I don’t know what rock I was living under back in February 2011 when Carol Goodman‘s Arcadia Falls came out, but somehow i missed it. You see, I’ve been a fan of Goodman ever since The Lake of Dead Languages came out way back in 2002. Goodman’s novels may not always be terribly original, but they fall into a genre I love: Boarding School mysteries. Even when she strays from this tried and true genre, her novels still take place in rather closed, academic settings. The Night Villa (2008), which I loved, takes place on the Isle of Capri among a group of scholars searching for a long lost secret.
Arcadia Falls, unsurprisingly, is set at a private art school in Up State New York. The recently widowed Meg flees there with her daughter in hopes of finding some stability, financial and otherwise, after the unexpected death of her husband. But because this is a novel by Goodman, a death on campus upsets the idyll she is hoping to find. A mystery unravels which places the history of the school at its core.

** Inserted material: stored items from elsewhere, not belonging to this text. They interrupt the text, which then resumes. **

// src/prefetch.rs

//! Parallel download phase
//!
//! Downloads do not take the package manager's install lock, so installers
//! are fetched on a bounded worker pool before the sequential reinstall loop
//! starts. Checkpoint writes from workers are serialized through a mutex.

use crate::action::ReinstallAction;
use crate::checkpoint::{CheckpointDocument, CheckpointStore};
use crate::error::{Error, Result};
use crate::progress::ProgressTracker;
use rayon::prelude::*;
use std::sync::Mutex;
use tracing::{debug, info, warn};

/// Default number of concurrent downloads
pub const DEFAULT_JOBS: usize = 32;

/// Counts from one prefetch phase
#[derive(Debug, Clone, Copy, Default, PartialEq, Eq)]
pub struct PrefetchReport {
    pub fetched: usize,
    pub failed: usize,
    /// Already fetched or already reinstalled
    pub skipped: usize,
}

/// Fetch every package in `packages` that still needs it.
///
/// A failed download only logs a warning: the reinstall downloads again.
pub fn prefetch(
    doc: &mut CheckpointDocument,
    store: &CheckpointStore,
    action: &dyn ReinstallAction,
    packages: &[String],
    jobs: usize,
    progress: &dyn ProgressTracker,
) -> Result<PrefetchReport> {
    let candidates: Vec<&String> = packages
        .iter()
        .filter(|id| {
            doc.get(id)
                .is_some_and(|r| r.status.needs_attempt() && !r.fetched)
        })
        .collect();
    let skipped = packages.len() - candidates.len();

    if candidates.is_empty() {
        debug!("Nothing to prefetch");
        return Ok(PrefetchReport {
            skipped,
            ..Default::default()
        });
    }

    let jobs = jobs.clamp(1, candidates.len());
    info!("Downloading {} package(s) with {} workers", candidates.len(), jobs);
    progress.set_length(candidates.len() as u64);
    progress.set_message("Downloading");

    let pool = rayon::ThreadPoolBuilder::new()
        .num_threads(jobs)
        .build()
        .map_err(|e| Error::WorkerPool(e.to_string()))?;

    let shared = Mutex::new(doc);
    let results: Result<Vec<bool>> = pool.install(|| {
        candidates
            .par_iter()
            .map(|id| -> Result<bool> {
                let ok = match action.fetch(id) {
                    Ok(ok) => ok,
                    Err(e) => {
                        warn!("Download of {} could not start: {}", id, e);
                        false
                    }
                };
                progress.increment(1);
                if !ok {
                    warn!("Download of {} failed; it will be retried during reinstall", id);
                    return Ok(false);
                }

                let mut doc = shared
                    .lock()
                    .map_err(|_| Error::WorkerPool("checkpoint lock poisoned".to_string()))?;
                if let Some(record) = doc.get_mut(id) {
                    record.fetched = true;
                }
                store.save(&doc)?;
                debug!("Downloaded {}", id);
                Ok(true)
            })
            .collect()
    });

    let results = results?;
    let fetched = results.iter().filter(|ok| **ok).count();
    let report = PrefetchReport {
        fetched,
        failed: results.len() - fetched,
        skipped,
    };
    progress.set_message(&format!(
        "{} downloaded, {} failed",
        report.fetched, report.failed
    ));
    Ok(report)
}
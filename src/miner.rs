// src/miner.rs

//! Grouping of trace entries into per-package rule candidates
//!
//! Mining is a pure function of the entries it is given: it groups by
//! package (first-appearance order), resolves each command to an absolute
//! path, and clusters observations of the same command with the same number
//! of arguments. Entries that cannot become a rule are counted, never fatal.

use crate::trace::{TraceEntry, TraceReadout};
use std::collections::{BTreeMap, HashMap};
use std::fmt;
use std::os::unix::fs::PermissionsExt;
use std::path::Path;
use tracing::{debug, warn};

/// Directories searched for bare command names when `which` fails
const FALLBACK_DIRS: &[&str] = &["/usr/bin", "/bin", "/usr/sbin", "/sbin"];

/// Observations of one command with one argument count, within one package
#[derive(Debug, Clone, PartialEq, Eq)]
pub struct CandidateRule {
    pub package: String,
    /// Absolute command path
    pub command: String,
    /// Number of arguments (command excluded)
    pub token_count: usize,
    /// Distinct argument lists, first-seen order
    pub variants: Vec<Vec<String>>,
    /// Trace entries behind this candidate
    pub support: usize,
}

/// Candidates of one package, in first-appearance order
#[derive(Debug, Clone, PartialEq, Eq)]
pub struct PackageCandidates {
    pub package: String,
    pub candidates: Vec<CandidateRule>,
}

/// Why an entry produced no candidate
#[derive(Debug, Clone, Copy, PartialEq, Eq, PartialOrd, Ord, Hash)]
pub enum SkipReason {
    /// No command at all
    EmptyCommand,
    /// Backticks, whitespace or a relative path in the command
    ImplausibleCommand,
    /// Bare name not found on PATH or in the system directories
    UnresolvedCommand,
    /// An empty argument, which a sudoers command line cannot express
    EmptyArgument,
    /// Trace line failed its checksum or did not parse
    CorruptLine,
}

impl fmt::Display for SkipReason {
    fn fmt(&self, f: &mut fmt::Formatter<'_>) -> fmt::Result {
        let s = match self {
            Self::EmptyCommand => "empty command",
            Self::ImplausibleCommand => "implausible command",
            Self::UnresolvedCommand => "unresolvable command",
            Self::EmptyArgument => "empty argument",
            Self::CorruptLine => "corrupt trace line",
        };
        f.write_str(s)
    }
}

/// Per-reason counts of skipped entries
#[derive(Debug, Clone, Default, PartialEq, Eq)]
pub struct SkipReport {
    counts: BTreeMap<SkipReason, usize>,
}

impl SkipReport {
    pub fn add(&mut self, reason: SkipReason, count: usize) {
        if count > 0 {
            *self.counts.entry(reason).or_insert(0) += count;
        }
    }

    pub fn get(&self, reason: SkipReason) -> usize {
        self.counts.get(&reason).copied().unwrap_or(0)
    }

    pub fn total(&self) -> usize {
        self.counts.values().sum()
    }

    pub fn iter(&self) -> impl Iterator<Item = (SkipReason, usize)> + '_ {
        self.counts.iter().map(|(r, c)| (*r, *c))
    }
}

/// Everything mined from a set of trace logs
#[derive(Debug, Clone, Default)]
pub struct MineResult {
    pub packages: Vec<PackageCandidates>,
    pub skipped: SkipReport,
    /// Filter entries with no trace entries
    pub missing: Vec<String>,
    /// Valid entries read
    pub entries: usize,
}

/// Maps a bare command name to an absolute executable path
pub trait CommandResolver {
    fn resolve(&self, name: &str) -> Option<String>;
}

/// Resolution against PATH, then the standard system directories
#[derive(Debug, Clone, Copy, Default)]
pub struct SystemResolver;

impl CommandResolver for SystemResolver {
    fn resolve(&self, name: &str) -> Option<String> {
        if let Ok(path) = which::which(name) {
            return Some(path.to_string_lossy().into_owned());
        }
        FALLBACK_DIRS
            .iter()
            .map(|dir| Path::new(dir).join(name))
            .find(|candidate| is_executable(candidate))
            .map(|p| p.to_string_lossy().into_owned())
    }
}

fn is_executable(path: &Path) -> bool {
    path.metadata()
        .map(|m| m.is_file() && m.permissions().mode() & 0o111 != 0)
        .unwrap_or(false)
}

/// Groups trace entries into candidates
pub struct LogMiner {
    resolver: Box<dyn CommandResolver>,
    filter: Option<Vec<String>>,
}

impl Default for LogMiner {
    fn default() -> Self {
        Self::new()
    }
}

impl LogMiner {
    pub fn new() -> Self {
        Self {
            resolver: Box::new(SystemResolver),
            filter: None,
        }
    }

    pub fn with_resolver(mut self, resolver: Box<dyn CommandResolver>) -> Self {
        self.resolver = resolver;
        self
    }

    /// Only mine these packages, emitted in this order
    pub fn with_filter(mut self, packages: Vec<String>) -> Self {
        self.filter = Some(packages);
        self
    }

    pub fn mine(&self, readout: &TraceReadout) -> MineResult {
        let mut result = MineResult {
            entries: readout.entries.len(),
            ..Default::default()
        };
        result.skipped.add(SkipReason::CorruptLine, readout.corrupt_lines);

        let mut order: Vec<String> = Vec::new();
        let mut grouped: HashMap<String, Vec<&TraceEntry>> = HashMap::new();
        for entry in &readout.entries {
            if !grouped.contains_key(&entry.package) {
                order.push(entry.package.clone());
            }
            grouped.entry(entry.package.clone()).or_default().push(entry);
        }

        let selected = match &self.filter {
            Some(filter) => {
                for package in filter {
                    if !grouped.contains_key(package) {
                        warn!("No trace entries for {}", package);
                        result.missing.push(package.clone());
                    }
                }
                filter.clone()
            }
            None => order,
        };

        for package in selected {
            let Some(entries) = grouped.get(&package) else {
                continue;
            };
            let candidates = self.cluster(&package, entries, &mut result.skipped);
            debug!("{}: {} candidate(s) from {} entries", package, candidates.len(), entries.len());
            result.packages.push(PackageCandidates { package, candidates });
        }

        result
    }

    fn cluster(&self, package: &str, entries: &[&TraceEntry], skipped: &mut SkipReport) -> Vec<CandidateRule> {
        let mut candidates: Vec<CandidateRule> = Vec::new();

        for entry in entries {
            let Some((first, args)) = entry.argv.split_first() else {
                skipped.add(SkipReason::EmptyCommand, 1);
                continue;
            };
            let command = match self.resolve_command(first) {
                Ok(command) => command,
                Err(reason) => {
                    debug!("Skipping {:?} for {}: {}", entry.argv, package, reason);
                    skipped.add(reason, 1);
                    continue;
                }
            };

            if args.iter().any(String::is_empty) {
                debug!("Skipping {:?} for {}: empty argument", entry.argv, package);
                skipped.add(SkipReason::EmptyArgument, 1);
                continue;
            }

            let existing = candidates
                .iter()
                .position(|c| c.command == command && c.token_count == args.len());
            let idx = match existing {
                Some(idx) => idx,
                None => {
                    candidates.push(CandidateRule {
                        package: package.to_string(),
                        command,
                        token_count: args.len(),
                        variants: Vec::new(),
                        support: 0,
                    });
                    candidates.len() - 1
                }
            };
            let candidate = &mut candidates[idx];
            candidate.support += 1;
            if !candidate.variants.iter().any(|v| v.as_slice() == args) {
                candidate.variants.push(args.to_vec());
            }
        }

        candidates
    }

    fn resolve_command(&self, command: &str) -> Result<String, SkipReason> {
        if command.is_empty() {
            return Err(SkipReason::EmptyCommand);
        }
        if command.contains('`') || command.chars().any(|c| c.is_whitespace() || c.is_control()) {
            return Err(SkipReason::ImplausibleCommand);
        }
        if command.starts_with('/') {
            return Ok(command.to_string());
        }
        if command.contains('/') {
            return Err(SkipReason::ImplausibleCommand);
        }
        self.resolver
            .resolve(command)
            .ok_or(SkipReason::UnresolvedCommand)
    }
}

#[cfg(test)]
mod tests {
    use super::*;
    use chrono::Utc;
    use uuid::Uuid;

    struct MapResolver(Vec<(&'static str, &'static str)>);

    impl CommandResolver for MapResolver {
        fn resolve(&self, name: &str) -> Option<String> {
            self.0.iter().find(|(n, _)| *n == name).map(|(_, p)| p.to_string())
        }
    }

    fn entry(seq: u64, package: &str, argv: &[&str]) -> TraceEntry {
        TraceEntry {
            seq,
            package: package.to_string(),
            attempt: Uuid::nil(),
            timestamp: Utc::now(),
            argv: argv.iter().map(|s| s.to_string()).collect(),
        }
    }

    fn miner() -> LogMiner {
        LogMiner::new().with_resolver(Box::new(MapResolver(vec![("rm", "/bin/rm")])))
    }

    #[test]
    fn test_groups_in_first_appearance_order() {
        let readout = TraceReadout {
            entries: vec![
                entry(1, "beta", &["/bin/rm", "-f", "/tmp/b"]),
                entry(2, "alpha", &["/bin/rm", "-f", "/tmp/a"]),
                entry(3, "beta", &["/usr/sbin/installer", "-pkg", "b.pkg", "-target", "/"]),
            ],
            corrupt_lines: 0,
        };
        let result = miner().mine(&readout);
        let packages: Vec<_> = result.packages.iter().map(|p| p.package.as_str()).collect();
        assert_eq!(packages, vec!["beta", "alpha"]);
        assert_eq!(result.packages[0].candidates.len(), 2);
        assert_eq!(result.entries, 3);
    }

    #[test]
    fn test_clusters_by_command_and_arity() {
        let readout = TraceReadout {
            entries: vec![
                entry(1, "app", &["/bin/rm", "-rf", "/opt/app-1.2.3/bin/helper"]),
                entry(2, "app", &["/bin/rm", "-rf", "/opt/app-1.3.0/bin/helper"]),
                entry(3, "app", &["/bin/rm", "-rf", "/opt/app-1.3.0/bin/helper"]),
                entry(4, "app", &["/bin/rm", "/tmp/x"]),
            ],
            corrupt_lines: 0,
        };
        let result = miner().mine(&readout);
        let candidates = &result.packages[0].candidates;
        assert_eq!(candidates.len(), 2);
        assert_eq!(candidates[0].variants.len(), 2);
        assert_eq!(candidates[0].support, 3);
        assert_eq!(candidates[1].token_count, 1);
    }

    #[test]
    fn test_skip_reasons_counted() {
        let readout = TraceReadout {
            entries: vec![
                entry(1, "app", &[]),
                entry(2, "app", &["`date`", "x"]),
                entry(3, "app", &["nosuchtool-xyz", "x"]),
                entry(4, "app", &["./relative", "x"]),
                entry(5, "app", &["rm", "-f", "/tmp/x"]),
                entry(6, "app", &["/bin/rm", "", "/tmp/x"]),
            ],
            corrupt_lines: 2,
        };
        let result = miner().mine(&readout);
        assert_eq!(result.skipped.get(SkipReason::EmptyCommand), 1);
        assert_eq!(result.skipped.get(SkipReason::ImplausibleCommand), 2);
        assert_eq!(result.skipped.get(SkipReason::UnresolvedCommand), 1);
        assert_eq!(result.skipped.get(SkipReason::EmptyArgument), 1);
        assert_eq!(result.skipped.get(SkipReason::CorruptLine), 2);
        assert_eq!(result.skipped.total(), 7);
        assert_eq!(result.packages[0].candidates[0].command, "/bin/rm");
    }

    #[test]
    fn test_filter_order_and_missing() {
        let readout = TraceReadout {
            entries: vec![
                entry(1, "alpha", &["/bin/rm", "a"]),
                entry(2, "beta", &["/bin/rm", "b"]),
            ],
            corrupt_lines: 0,
        };
        let result = miner()
            .with_filter(vec!["beta".into(), "ghost".into(), "alpha".into()])
            .mine(&readout);
        let packages: Vec<_> = result.packages.iter().map(|p| p.package.as_str()).collect();
        assert_eq!(packages, vec!["beta", "alpha"]);
        assert_eq!(result.missing, vec!["ghost"]);
    }
}
// src/error.rs

//! Error types shared by the reinstall batch and the rule generator

use std::path::PathBuf;
use thiserror::Error;

/// Errors raised by the caskgrant library
#[derive(Debug, Error)]
pub enum Error {
    #[error("I/O error: {0}")]
    Io(#[from] std::io::Error),

    #[error("Failed to replace {0}: {1}")]
    Replace(PathBuf, #[source] std::io::Error),

    #[error("Serialization error: {0}")]
    Serialization(#[from] serde_json::Error),

    #[error("Invalid package identifier '{0}'")]
    InvalidPackageId(String),

    #[error("Package inventory unavailable: {0}")]
    Inventory(String),

    #[error("Reinstall action failed: {0}")]
    ActionError(String),

    #[error("Worker pool error: {0}")]
    WorkerPool(String),

    #[error("Working directory {} is locked by another run", .0.display())]
    Locked(PathBuf),

    #[error("Trace log not readable: {}: {reason}", path.display())]
    TraceUnreadable { path: PathBuf, reason: String },

    #[error("Missing required configuration: {0}")]
    MissingConfig(&'static str),
}

/// Result alias for library operations
pub type Result<T> = std::result::Result<T, Error>;
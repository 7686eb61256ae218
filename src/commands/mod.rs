// src/commands/mod.rs
//! Command handlers for the caskgrant CLIs

mod generate;
pub mod progress;
mod reinstall;

pub use generate::{GenerateSummary, cmd_generate};
pub use reinstall::{cmd_import_log, cmd_reinstall, print_report};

Overall the writing is solid and the story intriguing. I am a fan, I can’t help but like Goodman’s work. She weaves the history of the school and the heritage of various students into a compelling mystery set in the present.
Who would like this book? I am a sucker for boarding school mysteries and stories set in closed academic communities. If you are too then this book will not disappoint. I would put it along side other books such as The Twisted Thread by Charlotte Bacon and even The Bellwether Revivals by Benjamin Wood. Of course standing at the pinnacle of boarding school novels is The Secret History by Donna Tartt. If you haven’t read this, then you must.
And as an aside for fans of YA and fantasy, Goodman has recently published The Demon Lover under the name Juliet Dark. Everything you want out of a boarding school novel, plus a demon lover thrown in. I haven’t read it and probably won’t, but it is sure to appeal to a large audience.